The UK’s non-emergency medical helpline NHS 111 is flooded with phone calls from anxious people who have rashes, as the number of confirmed monkeypox cases in England has crossed 100.
Mateo Prochazka of the UK Health Security Agency (UKHSA) said people could get local sexual health services instead of resorting to the helpline whose staff also handle other health enquires.
“There are other potential routes of trying to get yourself into the system, maybe calling NHS 111, but this resource has been really overloaded with everyone calling who had a rash,” Prochazka said at a webinar.
The UKHSA detected 16 news cases of monkeypox in England on Friday (27), bringing the total number confirmed in England since 7 May to 101.
With three confirmed cases in Scotland, one in Wales and one in Northern Ireland, the UK now accounts for 106 cases of monkeypox.
It said the risk to the UK population remains low, but “we are asking people to be alert to any new rashes or lesions, which would appear like spots, ulcers or blisters, on any part of their body”.
“The majority of the cases identified to date have been among men who are gay, bisexual and men who have sex with men.

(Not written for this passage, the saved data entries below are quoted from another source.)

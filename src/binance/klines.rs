//! Market klines service (`GET /fapi/v1/marketKlines`)

use reqwest::Method;
use tracing::debug;

use super::client::{Client, Request, RequestOption};
use super::types::{parse_klines, MarketKline};
use crate::context::Context;
use crate::error::Result;

pub const MARKET_KLINES_ENDPOINT: &str = "/fapi/v1/marketKlines";

/// Builder and executor for one market klines query.
///
/// `symbol` and `interval` are always sent, even when empty; the optional
/// parameters are sent only when set, zero included.
#[derive(Debug)]
pub struct MarketKlinesService<'a> {
    client: &'a Client,
    symbol: String,
    interval: String,
    limit: Option<u32>,
    start_time: Option<i64>,
    end_time: Option<i64>,
}

impl Client {
    pub fn new_market_klines_service(&self) -> MarketKlinesService<'_> {
        MarketKlinesService::new(self)
    }
}

impl<'a> MarketKlinesService<'a> {
    pub fn new(client: &'a Client) -> Self {
        Self {
            client,
            symbol: String::new(),
            interval: String::new(),
            limit: None,
            start_time: None,
            end_time: None,
        }
    }

    pub fn symbol(&mut self, symbol: impl Into<String>) -> &mut Self {
        self.symbol = symbol.into();
        self
    }

    pub fn interval(&mut self, interval: impl Into<String>) -> &mut Self {
        self.interval = interval.into();
        self
    }

    pub fn limit(&mut self, limit: u32) -> &mut Self {
        self.limit = Some(limit);
        self
    }

    /// Window start, epoch milliseconds
    pub fn start_time(&mut self, start_time: i64) -> &mut Self {
        self.start_time = Some(start_time);
        self
    }

    /// Window end, epoch milliseconds
    pub fn end_time(&mut self, end_time: i64) -> &mut Self {
        self.end_time = Some(end_time);
        self
    }

    /// The request this service would send
    pub fn request(&self) -> Request {
        let mut request = Request::new(Method::GET, MARKET_KLINES_ENDPOINT);
        request
            .set_param("symbol", &self.symbol)
            .set_param("interval", &self.interval);

        if let Some(limit) = self.limit {
            request.set_param("limit", limit);
        }
        if let Some(start_time) = self.start_time {
            request.set_param("startTime", start_time);
        }
        if let Some(end_time) = self.end_time {
            request.set_param("endTime", end_time);
        }
        request
    }

    /// Fetch and decode the klines, in the order the API returned them.
    ///
    /// Any transport, status or decode error is returned as is. A response
    /// element that is not a well-formed kline fails the whole call.
    pub async fn execute(&self, ctx: &Context, opts: &[RequestOption]) -> Result<Vec<MarketKline>> {
        debug!(
            "Fetching market klines: symbol={}, interval={}, limit={:?}, start={:?}, end={:?}",
            self.symbol, self.interval, self.limit, self.start_time, self.end_time
        );

        let body = self.client.call_api(ctx, self.request(), opts).await?;
        let klines = parse_klines(&body)?;

        debug!("Decoded {} market klines for {}", klines.len(), self.symbol);
        Ok(klines)
    }
}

So we are asking these people in particular to be aware of the symptoms, particularly if they have recently had a new sexual partner,” the agency said.
Since Britain first reported its confirmed monkeypox case, nearly 200 cases have been reported to the World Health Organisation from countries far from the states where the virus is endemic.
The European Centre for Disease Prevention and Control (ECDC) has put the number of such cases at 219.
Endemic in a number of west and central African nations, monkeypox cases have suddenly been detected in more than 20 other countries around the world, including the United States, Australia, the United Arab Emirates and nearly a dozen EU countries.
The Spanish health ministry said 98 cases had been confirmed there so far.
Portugal has registered 74 confirmed cases, health authorities said on Friday, adding that all the occurrences are in men, mainly aged below 40.
“We are still at the very, very beginning of this event,” Sylvie Briand, the WHO’s epidemic and pandemic preparedness and prevention chief said in Geneva.
“We know that we will have more cases in the coming days,” she said but stressed there was no need to “panic”.
“This is not a disease the general public should be worried about. It is not Covid or other diseases that spread fast.”
Monkeypox is related to smallpox, which killed millions around the world every year before it was eradicated in 1980.
But monkeypox is much less severe, with a fatality ratio of three to six per cent. Most people recover within three to four weeks.
The initial symptoms include a high fever, swollen lymph nodes and a chickenpox-like rash.